Bunun üzerine Nemrûd, erkeklerle kadınların birbirlerinden ayrılmalarını emretti. Ve her on kişiye bir gözcü ta’yîn etti. Bir gün, Nemrûd’un yakınlarından Âzer, nasılsa karısıyla temas etmek fırsatını buldu. O da, yaşı ilerlemiş olmasına rağmen, İbrahim (a.s.)’a gebe kaldı. Kâhin ve müneccimler: “Bahsettiğiniz çocuk, bu gece ana rahmine düştü” diye Nemrûd’a haber verdiler. Nemrûd, hiddetlendi. Her hâmile kadına bir muhâfız tayin etti ve hangisi bir erkek çocuk dünyâya getirirse katletmelerini emretti.

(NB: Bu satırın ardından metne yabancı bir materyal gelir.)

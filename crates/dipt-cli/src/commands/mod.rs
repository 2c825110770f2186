//! CLI commands and argument parsing.

pub mod config;
pub mod mirror;
pub mod plan;

use clap::{Parser, Subcommand};

/// dipt - resilient container image puller
#[derive(Parser)]
#[command(name = "dipt")]
#[command(author, version, about, long_about = None)]
pub struct Cli {
    /// Show debug output, including retry and mirror failures
    #[arg(short, long, global = true)]
    pub verbose: bool,

    #[command(subcommand)]
    pub command: Commands,
}

/// Available commands.
#[derive(Subcommand)]
pub enum Commands {
    /// Show what a pull would do, without transferring anything
    Plan(plan::PlanArgs),

    /// Manage registry mirrors
    Mirror(mirror::MirrorArgs),

    /// Show or change configuration
    Config(config::ConfigArgs),

    /// Print version information
    Version,
}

Fakat Azer’in karısının gebeliğinin, min tarafil-lâh, kimse farkında değildi. Nihâyet doğum vakti geldi. Çocuğunun katledilmesinden korkan kadın, şehirden uzaklaştı. Ve bir nehir kenarında çocuğunu, yâni İbrâhim (a.s.)’ı dünyâya getirdi. Onu şehre getiremezdi. Ne yapsın? Sarıp sarmaladı. Yakınında bulunan bir mağaraya sakladı. Sonra evine döndü. Ve durumu kocasına anlattı. Gizlice “mağaraya gidip çocuğunu emzirmeye başladı. Çocuk, çok sıhhatli idi. Âzer de oğlu ile yakından ilgilenmekte idi. Karı koca çocuklarını yedi yıl ve bir rivayete göre de on üç yıl böylece gizlice ve ihtimâmla büyüttüler.(Ayıntabî Mehmed Efendi, Tibyân Tefsiri, c.2, s.33-34)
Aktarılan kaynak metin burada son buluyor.